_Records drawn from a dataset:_
══════════════════════════════

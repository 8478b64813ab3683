// /////////////////////////////////////////////////////////////////////////////
// Secrets Manager
// Copyright (c) 2025 Michael Gardner, A Bit of Help, Inc.
// SPDX-License-Identifier: BSD-3-Clause
// See LICENSE file in the project root.
// /////////////////////////////////////////////////////////////////////////////

//! # Keyring Entity
//!
//! This module provides the central entity of the secrets manager: an
//! in-memory map of vaults to keys and metadata, gated by a MAC-authorized
//! lock state.
//!
//! ## State Machine
//!
//! ```text
//!             new()               unlock(mac ∈ authorized)
//!    ∅  ─────────────▶ Unlocked ◀───────────────── Locked
//!                         │        lock(mac ∈ authorized)     ▲
//!                         └────────────────────────────────────┘
//! ```
//!
//! A keyring starts Unlocked. Transitions in either direction require a MAC
//! present in the authorized set; an unauthorized MAC fails with
//! [`UnauthorizedMac`]. Locking a locked keyring (or unlocking an unlocked
//! one) with an authorized MAC is a no-op.
//!
//! ## Invariants
//!
//! - **I1** — while Locked, every mutation is a silent no-op and every read
//!   returns empty/None. The silence is deliberate: serialized (hence
//!   locked) keyrings round-trip through code paths that blindly replay
//!   mutations, and those must not throw.
//! - **I2** — `lock`/`unlock` require an authorized MAC.
//! - **I3** — `unique_id` never changes after construction.
//! - **I4** — a keyring created through the key manager starts Unlocked
//!   with exactly one authorized MAC.
//!
//! ## Authorized MACs
//!
//! The authorized set holds MACs computed over `unique_id` with the
//! authentication keys permitted to operate the keyring. Membership checks
//! are constant-time scans so that a mismatching MAC costs the same as a
//! matching one.

use rand::RngCore;
use serde::{Deserialize, Serialize};
use std::collections::HashMap;
use subtle::ConstantTimeEq;

use crate::error::SecretsManagerError;
use crate::services::hex_bytes_serde;
use crate::value_objects::Key;

/// Length in characters of a keyring's hex unique identifier.
pub const UNIQUE_ID_LEN: usize = 64;

/// One vault's keys and metadata.
///
/// The on-wire JSON form inlines the key records next to a reserved
/// `metadata` field, so `metadata` is not a usable key name.
#[derive(Debug, Clone, Default, PartialEq, Serialize, Deserialize)]
pub struct VaultEntry {
    #[serde(flatten)]
    keys: HashMap<String, Key>,
    #[serde(with = "hex_bytes_serde", default)]
    metadata: HashMap<String, Vec<u8>>,
}

impl VaultEntry {
    pub fn keys(&self) -> &HashMap<String, Key> {
        &self.keys
    }

    pub fn metadata(&self) -> &HashMap<String, Vec<u8>> {
        &self.metadata
    }
}

/// In-memory vault⇒key map with MAC-gated lock state.
#[derive(Debug, Clone)]
pub struct Keyring {
    unique_id: String,
    vaults: HashMap<String, VaultEntry>,
    authorized_macs: Vec<Vec<u8>>,
    locked: bool,
}

impl Keyring {
    /// Creates an empty, unlocked keyring with a fresh random identity.
    pub fn new() -> Self {
        let mut id_bytes = [0u8; UNIQUE_ID_LEN / 2];
        rand::rng().fill_bytes(&mut id_bytes);
        Self {
            unique_id: hex::encode(id_bytes),
            vaults: HashMap::new(),
            authorized_macs: Vec::new(),
            locked: false,
        }
    }

    /// Rehydrates a deserialized keyring in the Locked state.
    ///
    /// Used by the codec after decrypting a persisted keyring; the caller
    /// must unlock with an authorized MAC before any read or write lands.
    pub fn with_secured_data(
        unique_id: String,
        vaults: HashMap<String, VaultEntry>,
        authorized_macs: Vec<Vec<u8>>,
    ) -> Self {
        Self {
            unique_id,
            vaults,
            authorized_macs,
            locked: true,
        }
    }

    /// The identity fixed at creation; survives serialization.
    pub fn unique_id(&self) -> &str {
        &self.unique_id
    }

    pub fn is_locked(&self) -> bool {
        self.locked
    }

    /// Constant-time membership test against the authorized MAC set.
    pub fn is_authorized(&self, mac: &[u8]) -> bool {
        let mut found = subtle::Choice::from(0u8);
        for stored in &self.authorized_macs {
            found |= stored.as_slice().ct_eq(mac);
        }
        found.into()
    }

    /// Locks the keyring.
    ///
    /// Idempotent for an authorized MAC; fails with `UnauthorizedMac`
    /// otherwise.
    pub fn lock(&mut self, mac: &[u8]) -> Result<(), SecretsManagerError> {
        if !self.is_authorized(mac) {
            return Err(SecretsManagerError::unauthorized_mac(
                "lock requires an authorized authentication key",
            ));
        }
        self.locked = true;
        Ok(())
    }

    /// Unlocks the keyring.
    ///
    /// Idempotent for an authorized MAC; fails with `UnauthorizedMac`
    /// otherwise.
    pub fn unlock(&mut self, mac: &[u8]) -> Result<(), SecretsManagerError> {
        if !self.is_authorized(mac) {
            return Err(SecretsManagerError::unauthorized_mac(
                "unlock requires an authorized authentication key",
            ));
        }
        self.locked = false;
        Ok(())
    }

    /// Adds a key under `(vault, name)`, creating the vault if needed.
    ///
    /// Silent no-op while Locked.
    pub fn add_key(&mut self, vault: &str, name: &str, key: Key) {
        if self.locked {
            return;
        }
        self.vaults
            .entry(vault.to_string())
            .or_default()
            .keys
            .insert(name.to_string(), key);
    }

    /// Looks up a key. Returns `None` while Locked or when absent.
    pub fn get_key(&self, vault: &str, name: &str) -> Option<&Key> {
        if self.locked {
            return None;
        }
        self.vaults.get(vault)?.keys.get(name)
    }

    /// All keys of a vault. Empty while Locked or when the vault is absent.
    pub fn get_keys(&self, vault: &str) -> Vec<(&str, &Key)> {
        if self.locked {
            return Vec::new();
        }
        self.vaults
            .get(vault)
            .map(|entry| entry.keys.iter().map(|(n, k)| (n.as_str(), k)).collect())
            .unwrap_or_default()
    }

    /// Removes a key. Silent no-op while Locked.
    pub fn remove_key(&mut self, vault: &str, name: &str) {
        if self.locked {
            return;
        }
        if let Some(entry) = self.vaults.get_mut(vault) {
            entry.keys.remove(name);
        }
    }

    /// Stores a metadata value under `(vault, name)`. Silent no-op while
    /// Locked.
    pub fn add_metadata(&mut self, vault: &str, name: &str, value: Vec<u8>) {
        if self.locked {
            return;
        }
        self.vaults
            .entry(vault.to_string())
            .or_default()
            .metadata
            .insert(name.to_string(), value);
    }

    /// Looks up a metadata value. `None` while Locked or when absent.
    pub fn get_metadata(&self, vault: &str, name: &str) -> Option<&[u8]> {
        if self.locked {
            return None;
        }
        self.vaults.get(vault)?.metadata.get(name).map(|v| v.as_slice())
    }

    /// Clears all keys of a vault, keeping its metadata. Silent no-op while
    /// Locked.
    pub fn flush_keys(&mut self, vault: &str) {
        if self.locked {
            return;
        }
        if let Some(entry) = self.vaults.get_mut(vault) {
            entry.keys.clear();
        }
    }

    /// Removes a vault entirely. Silent no-op while Locked.
    pub fn flush_vault(&mut self, vault: &str) {
        if self.locked {
            return;
        }
        self.vaults.remove(vault);
    }

    /// Clears the authorized MAC set. Silent no-op while Locked.
    ///
    /// After flushing, the caller must add a MAC before the next lock, or
    /// the keyring can never be locked again.
    pub fn flush_auth(&mut self) {
        if self.locked {
            return;
        }
        self.authorized_macs.clear();
    }

    /// Authorizes a MAC. Silent no-op while Locked; duplicates are ignored.
    pub fn add_auth(&mut self, mac: Vec<u8>) {
        if self.locked {
            return;
        }
        if !self.is_authorized(&mac) {
            self.authorized_macs.push(mac);
        }
    }

    /// Number of authorized MACs.
    pub fn authorized_mac_count(&self) -> usize {
        self.authorized_macs.len()
    }

    /// The serializable parts, independent of lock state.
    ///
    /// Only the codec consumes this; the lock gate does not apply because
    /// persistence always operates on a locked keyring.
    pub fn secured_parts(&self) -> (&str, &HashMap<String, VaultEntry>, &[Vec<u8>]) {
        (&self.unique_id, &self.vaults, &self.authorized_macs)
    }
}

impl Default for Keyring {
    fn default() -> Self {
        Self::new()
    }
}

#[cfg(test)]
mod tests {
    use super::*;
    use crate::value_objects::KeyType;

    fn test_key() -> Key {
        Key::new("ab".repeat(32), KeyType::SymmetricEncryptionKey, "rust_crypto", "1").unwrap()
    }

    fn authorized_keyring() -> (Keyring, Vec<u8>) {
        let mut keyring = Keyring::new();
        let mac = vec![0x5au8; 64];
        keyring.add_auth(mac.clone());
        (keyring, mac)
    }

    /// Tests construction invariants.
    ///
    /// Validates that:
    /// - A fresh keyring is unlocked with a 64-character identity
    /// - Identities are unique across constructions
    #[test]
    fn test_new_keyring() {
        let a = Keyring::new();
        let b = Keyring::new();
        assert!(!a.is_locked());
        assert_eq!(a.unique_id().len(), UNIQUE_ID_LEN);
        assert_ne!(a.unique_id(), b.unique_id());
    }

    /// Tests MAC authorization on lock and unlock.
    ///
    /// Validates that:
    /// - An authorized MAC drives both transitions
    /// - Any other MAC fails with UnauthorizedMac and leaves state intact
    #[test]
    fn test_mac_authorization() {
        let (mut keyring, mac) = authorized_keyring();

        let err = keyring.lock(&[0u8; 64]).unwrap_err();
        assert!(matches!(err, SecretsManagerError::UnauthorizedMac(_)));
        assert!(!keyring.is_locked());

        keyring.lock(&mac).unwrap();
        assert!(keyring.is_locked());

        let err = keyring.unlock(&[0u8; 64]).unwrap_err();
        assert!(matches!(err, SecretsManagerError::UnauthorizedMac(_)));
        assert!(keyring.is_locked());

        keyring.unlock(&mac).unwrap();
        assert!(!keyring.is_locked());
    }

    /// Tests lock/unlock idempotence with an authorized MAC.
    #[test]
    fn test_lock_idempotence() {
        let (mut keyring, mac) = authorized_keyring();
        keyring.unlock(&mac).unwrap();
        assert!(!keyring.is_locked());
        keyring.lock(&mac).unwrap();
        keyring.lock(&mac).unwrap();
        assert!(keyring.is_locked());
    }

    /// Tests the locked-write invariant.
    ///
    /// Validates that:
    /// - Every mutation on a locked keyring is a silent no-op
    /// - Every read on a locked keyring returns empty/None
    /// - The state after unlocking equals the state before locking
    #[test]
    fn test_locked_writes_are_noops() {
        let (mut keyring, mac) = authorized_keyring();
        keyring.add_key("my_secrets", "encryption_key", test_key());
        keyring.add_metadata("my_secrets", "access_pin", b"12345".to_vec());
        keyring.lock(&mac).unwrap();

        keyring.add_key("my_secrets", "public_key", test_key());
        keyring.add_metadata("my_secrets", "other", b"x".to_vec());
        keyring.remove_key("my_secrets", "encryption_key");
        keyring.flush_keys("my_secrets");
        keyring.flush_vault("my_secrets");
        keyring.flush_auth();
        keyring.add_auth(vec![1u8; 64]);

        assert!(keyring.get_key("my_secrets", "encryption_key").is_none());
        assert!(keyring.get_keys("my_secrets").is_empty());
        assert!(keyring.get_metadata("my_secrets", "access_pin").is_none());

        keyring.unlock(&mac).unwrap();
        assert!(keyring.get_key("my_secrets", "encryption_key").is_some());
        assert!(keyring.get_key("my_secrets", "public_key").is_none());
        assert_eq!(keyring.get_metadata("my_secrets", "access_pin"), Some(&b"12345"[..]));
        assert_eq!(keyring.authorized_mac_count(), 1);
    }

    /// Tests vault CRUD while unlocked.
    #[test]
    fn test_vault_operations() {
        let (mut keyring, _mac) = authorized_keyring();
        keyring.add_key("vault_a", "k1", test_key());
        keyring.add_key("vault_a", "k2", test_key());
        keyring.add_key("vault_b", "k1", test_key());

        assert_eq!(keyring.get_keys("vault_a").len(), 2);
        keyring.remove_key("vault_a", "k1");
        assert_eq!(keyring.get_keys("vault_a").len(), 1);

        keyring.flush_keys("vault_b");
        assert!(keyring.get_keys("vault_b").is_empty());

        keyring.flush_vault("vault_a");
        assert!(keyring.get_key("vault_a", "k2").is_none());
    }

    /// Tests rehydration through with_secured_data.
    ///
    /// Validates that:
    /// - The rehydrated keyring is Locked
    /// - The identity and MAC set are preserved
    /// - Unlocking with the preserved MAC exposes the vault contents
    #[test]
    fn test_with_secured_data() {
        let (mut original, mac) = authorized_keyring();
        original.add_key("my_secrets", "encryption_key", test_key());

        let (unique_id, vaults, macs) = original.secured_parts();
        let mut rehydrated = Keyring::with_secured_data(
            unique_id.to_string(),
            vaults.clone(),
            macs.to_vec(),
        );

        assert!(rehydrated.is_locked());
        assert_eq!(rehydrated.unique_id(), original.unique_id());
        assert!(rehydrated.get_key("my_secrets", "encryption_key").is_none());

        rehydrated.unlock(&mac).unwrap();
        assert_eq!(
            rehydrated.get_key("my_secrets", "encryption_key"),
            original.get_key("my_secrets", "encryption_key")
        );
    }

    /// Tests that duplicate MACs are not double-registered.
    #[test]
    fn test_add_auth_dedupes() {
        let (mut keyring, mac) = authorized_keyring();
        keyring.add_auth(mac.clone());
        keyring.add_auth(mac);
        assert_eq!(keyring.authorized_mac_count(), 1);
    }
}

══════════════════════════════

_Your objective:_
Only lines containing the word "usize" should appear in the answer, and every such line from the records above must be there.

_Written solution:_
pub const UNIQUE_ID_LEN: usize = 64;
    pub fn authorized_mac_count(&self) -> usize {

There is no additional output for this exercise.